South African writer and activist, known for 1979 prison escape from Pretoria Prison

Timothy Peter Jenkin (born 1948) is a South African writer, anti-apartheid activist and former political prisoner. He is best known for his 1979 escape from Pretoria Local Prison (part of the Pretoria Central Prison complex), along with Stephen Lee and Alex Moumbaris.

==Biography==
===Early life and education===
Jenkin was born in Cape Town and educated at Rondebosch Boys' Prep and Boys' High School, matriculating aged 17. After leaving school, he avoided conscription into the South African Defence Force, and worked at a variety of jobs for two years, with no particular interest in anything except motorcycle racing. He left for the UK in 1970, where, working in a fibreglass factory under poor working conditions and little pay, found the system unjust and developed an interest in sociology. This led him to learning more about the injustice in his own country. He later wrote that he had "grown up a 'normal' complacent white South African" who "unthinkingly accepted the system and for twenty-one years never questioned it."

At the end of 1970 Jenkin enrolled at the University of Cape Town (UCT) and graduated with a Bachelor of Social Science degree at the end of 1973.

===Early political activities===
Jenkin met Stephen Lee in a sociology class at UCT. They became friends and, in a South African version of Samizdat, Jenkins and Lee sought out literature banned by the ruling National Party. They then photocopied it and swapped it with other students. They both found their sociology course disappointing, as the material reinforced the status quo of apartheid. Through reading material banned by the government, they came to see the "naked reality" of apartheid and the undemocratic behavior of the ruling party, and felt a burning desire to effect positive change, which, Jenkin concluded, was only possible using unconstitutional means under the current regime. During this time they learnt of the activities of the African National Congress (ANC), which was an illegal organisation in South Africa.

In February 1974, Jenkin and Lee left the country to join the ANC in London, with the intention of helping to bring about change in South Africa. Here, Jenkin met his future wife Robin. While awaiting clearance for membership, Jenkin worked as a social worker at a reform school in Swindon. After acceptance by the ANC, he and Lee received training from the ANC in various tactics, in particular how to spread their propaganda leaflets, and how to set up communication and financial structures.

Upon return to Cape Town in July 1975, Lee and Jenkin bought a typewriter, duplicator and stationery to print and post pamphlets and leased first a garage and then a tiny apartment.
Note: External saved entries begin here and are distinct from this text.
//! Per-slice re-read-and-checksum used by the VerifyJob (spec §4.7 step 4).

use crate::domain::{ObjectId, SliceIndex};
use crate::plan::Plan;
use crate::shutdown::{IoAbortError, IoShutdown};
use crate::slice::{Slice, SliceError};
use crate::volume::Volume;
use std::sync::Arc;

/// Outcome of re-reading one slice end-to-end.
#[derive(Debug, Clone, PartialEq, Eq)]
pub enum VerifyOutcome {
    Ok,
    ChecksumMismatch,
    IoError(String),
}

/// Re-reads every chunk of every slice of one object, attributing a
/// checksum-vs-other-I/O outcome per slice.
pub struct SliceVerifier {
    object_id: ObjectId,
    plan: Plan,
    volumes: Vec<Arc<Volume>>,
}

impl SliceVerifier {
    /// `volumes` must be ordered `[data slices..., parity slices...]`.
    pub fn new(object_id: ObjectId, plan: Plan, volumes: Vec<Arc<Volume>>) -> Self {
        SliceVerifier { object_id, plan, volumes }
    }

    /// Checks the shutdown gate at the loop head and before each chunk read
    /// (spec §5's "loop heads, between slice ops" suspension points).
    pub async fn verify_slice(
        &self,
        slice_index: usize,
        shutdown: &IoShutdown,
    ) -> Result<VerifyOutcome, IoAbortError> {
        shutdown.throw_if_aborted()?;

        let volume = &self.volumes[slice_index];
        if !volume.is_readable() {
            return Ok(VerifyOutcome::IoError(format!("volume {} is not readable", volume.id)));
        }

        let mut slice = match Slice::open(
            volume.clone(),
            self.object_id,
            SliceIndex::new(slice_index as u8),
            self.plan.data_slice_count,
            self.plan.parity_slice_count,
            self.plan.chunk_size,
        )
        .await
        {
            Ok(slice) => slice,
            Err(err) => return Ok(VerifyOutcome::IoError(err.to_string())),
        };

        if let Err(err) = slice.seek_to_head().await {
            return Ok(VerifyOutcome::IoError(err.to_string()));
        }

        for chunk_set in 0..self.plan.chunk_set_count() {
            shutdown.throw_if_aborted()?;
            let region = self.plan.region_for_chunk_set(chunk_set);
            match slice.read_chunk(region, &self.plan).await {
                Ok(_) => {}
                Err(SliceError::Checksum { .. }) => {
                    slice.close().await.ok();
                    return Ok(VerifyOutcome::ChecksumMismatch);
                }
                Err(err) => {
                    slice.close().await.ok();
                    return Ok(VerifyOutcome::IoError(err.to_string()));
                }
            }
        }

        slice.close().await.ok();
        Ok(VerifyOutcome::Ok)
    }
}
//! Centralized MD5 hashing utilities.
//!
//! Every checksum STRUBS computes — chunk payload MD5s, the file header MD5,
//! and the whole-object MD5 accumulated by the Writer — goes through here, so
//! there's one place that picks the hasher and its feature flags.

use md5::{Digest, Md5};

/// Compute the MD5 of a single buffer in one shot.
#[inline]
pub fn compute_md5(data: &[u8]) -> [u8; 16] {
    Md5::digest(data).into()
}

/// Start an incremental MD5 hasher (used by the Writer to hash plaintext as
/// it streams through, and by chunk framing to hash one payload at a time).
#[inline]
pub fn new_md5_hasher() -> Md5 {
    Md5::new()
}

#[inline]
pub fn finalize_md5(hasher: Md5) -> [u8; 16] {
    hasher.finalize().into()
}
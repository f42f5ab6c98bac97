//! Shared in-memory collaborator fakes for the integration tests (spec §6):
//! an `ObjectMetaStore`, a `RuntimeConfigStore`, and a tempfile-backed
//! `VolumeFleet`.

use async_trait::async_trait;
use std::collections::HashMap;
use std::sync::{Arc, Mutex};
use strubs_core::{
    Config, ConfigStoreError, ContainerEntry, DirectoryMounter, MetaStoreError, ObjectId,
    ObjectMetaStore, RuntimeConfigStore, SliceErrorRecord, StoredObjectRecord, Volume, VolumeError,
    VolumeFleet, VolumeId,
};

#[derive(Default)]
pub struct InMemoryMeta {
    records: Mutex<HashMap<ObjectId, StoredObjectRecord>>,
}

#[async_trait]
impl ObjectMetaStore for InMemoryMeta {
    async fn create_object_record(&self, record: StoredObjectRecord) -> Result<(), MetaStoreError> {
        self.records.lock().unwrap().insert(record.id, record);
        Ok(())
    }

    async fn delete_object_by_id(&self, id: ObjectId) -> Result<(), MetaStoreError> {
        self.records.lock().unwrap().remove(&id);
        Ok(())
    }

    async fn get_object_by_path(&self, _path: &str) -> Result<Option<StoredObjectRecord>, MetaStoreError> {
        Ok(None)
    }

    async fn get_object_by_id(&self, id: ObjectId) -> Result<Option<StoredObjectRecord>, MetaStoreError> {
        Ok(self.records.lock().unwrap().get(&id).cloned())
    }

    async fn get_objects_in_container_path(
        &self,
        _path: &str,
    ) -> Result<Vec<ContainerEntry>, MetaStoreError> {
        Ok(Vec::new())
    }

    async fn get_or_create_container(&self, _path: &str) -> Result<Option<String>, MetaStoreError> {
        Ok(None)
    }

    async fn find_objects_needing_verification(
        &self,
        started_at: u64,
        limit: usize,
    ) -> Result<Vec<StoredObjectRecord>, MetaStoreError> {
        let mut out: Vec<_> = self
            .records
            .lock()
            .unwrap()
            .values()
            .filter(|r| r.last_verified_at.is_none() || r.last_verified_at.unwrap() < started_at)
            .cloned()
            .collect();
        out.sort_by_key(|r| r.id);
        out.truncate(limit);
        Ok(out)
    }

    async fn update_object_verification_state(
        &self,
        id: ObjectId,
        last_verified_at: Option<u64>,
        slice_errors: Option<HashMap<u8, SliceErrorRecord>>,
    ) -> Result<(), MetaStoreError> {
        if let Some(record) = self.records.lock().unwrap().get_mut(&id) {
            record.last_verified_at = last_verified_at;
            record.slice_errors = slice_errors.unwrap_or_default();
        }
        Ok(())
    }

    async fn set_volume_verify_errors(
        &self,
        _volume_id: &VolumeId,
        _errors: Option<strubs_core::volume::VerifyErrorCounts>,
    ) -> Result<(), MetaStoreError> {
        Ok(())
    }
}

#[derive(Default)]
pub struct InMemoryConfigStore {
    values: Mutex<HashMap<String, String>>,
}

#[async_trait]
impl RuntimeConfigStore for InMemoryConfigStore {
    async fn get(&self, key: &str) -> Result<Option<String>, ConfigStoreError> {
        Ok(self.values.lock().unwrap().get(key).cloned())
    }

    async fn set(&self, key: &str, value: String) -> Result<(), ConfigStoreError> {
        self.values.lock().unwrap().insert(key.to_string(), value);
        Ok(())
    }

    async fn delete(&self, key: &str) -> Result<(), ConfigStoreError> {
        self.values.lock().unwrap().remove(key);
        Ok(())
    }
}

/// A fleet of tempdir-backed volumes, one per device group by default.
pub struct TestFleet {
    volumes: Vec<Arc<Volume>>,
    _dirs: Vec<tempfile::TempDir>,
}

impl TestFleet {
    pub async fn new(count: usize) -> Self {
        let mut volumes = Vec::with_capacity(count);
        let mut dirs = Vec::with_capacity(count);
        for i in 0..count {
            let dir = tempfile::tempdir().unwrap();
            let volume = Arc::new(Volume::new(
                VolumeId::new(format!("vol-{i}")),
                uuid::Uuid::nil(),
                i as u8,
                dir.path().to_path_buf(),
                format!("group{}", i % 3),
                100_000_000,
            ));
            volume.start(&DirectoryMounter, [0u8; 16]).await.unwrap();
            volumes.push(volume);
            dirs.push(dir);
        }
        TestFleet { volumes, _dirs: dirs }
    }

    pub fn volumes(&self) -> &[Arc<Volume>] {
        &self.volumes
    }
}

#[async_trait]
impl VolumeFleet for TestFleet {
    async fn get_volume(&self, id: &VolumeId) -> Option<Arc<Volume>> {
        self.volumes.iter().find(|v| &v.id == id).cloned()
    }

    async fn get_volume_entries(&self) -> Vec<(VolumeId, Arc<Volume>)> {
        self.volumes.iter().map(|v| (v.id.clone(), v.clone())).collect()
    }

    async fn get_writable_volumes(&self) -> Vec<Arc<Volume>> {
        self.volumes.iter().filter(|v| v.is_writable()).cloned().collect()
    }
}

pub fn test_config(d: u8, p: u8, chunk_size: u32) -> Config {
    Config {
        data_slice_count: d,
        parity_slice_count: p,
        chunk_size,
        ..Config::default()
    }
}

#[allow(dead_code)]
pub fn volume_error_is_not_readable(err: &VolumeError) -> bool {
    matches!(err, VolumeError::NotReadable(_))
}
Jenkin worked as a researcher for the Institute for Social Development at the University of the Western Cape, a university for South Africans of mixed racial ancestry, or Coloureds. In March 1976, Lee went to Johannesburg to look for work, and the ANC coincidentally sent them both on their first mission, to disperse leaflets urging support for the ANC via a leaflet bomb (using a new design developed by Jenkin) in Johannesburg, close to the anniversary of the Sharpeville Massacre on 21 March. They achieved this mission, managing to distribute hundreds of leaflets by means of several leaflet bombs, the text of which is reproduced in Jenkin's memoir.

After the success of their first mission, Jenkin worked on refining the mechanism by adding a triggering system to the leaflet bomb, so that they did not have to be close to it when it went off. He successfully distributed leaflets this way on Cape Town's Grand Parade. Lee worked for the University of the Witwatersrand, while Jenkin ran the "cell" on his own in Cape Town. Jenkin went to London at the request of the ANC in May 1976, while Lee continued to plant leaflet bombs around Johannesburg. In July, four ANC operatives including author Jeremy Cronin were arrested doing similar work in Cape Town and were given prison sentences.

Undeterred, Jenkin continued the work in Cape Town, finding a new premises and regularly changing their printing equipment, and both carried out further leaflet bombings in Johannesburg. There were a few worrying signs that Jenkin was being monitored, but he went to London to see Robin for six weeks and returned without incident. In September, he and Lee hung a 10-metre-long banner with the words "ANC LIVES" from a high building in the centre of Cape Town, along with a timed device which distributed hundreds of leaflets over the crowds below. Lee moved back to Cape Town in December after enrolling in a master's degree in sociology, and the two continued their undercover work, but unbeknownst to them they were by this time under surveillance by the Security Branch of the South African Police.

===Arrest and prison===
At 3am the morning of 2 March 1978, Jenkin and Lee were both arrested, after being seen moving their printing equipment into their own dwelling. They were never told how the security police got onto them, and Jenkin concluded that it must have been the result of meticulous police work and long surveillance.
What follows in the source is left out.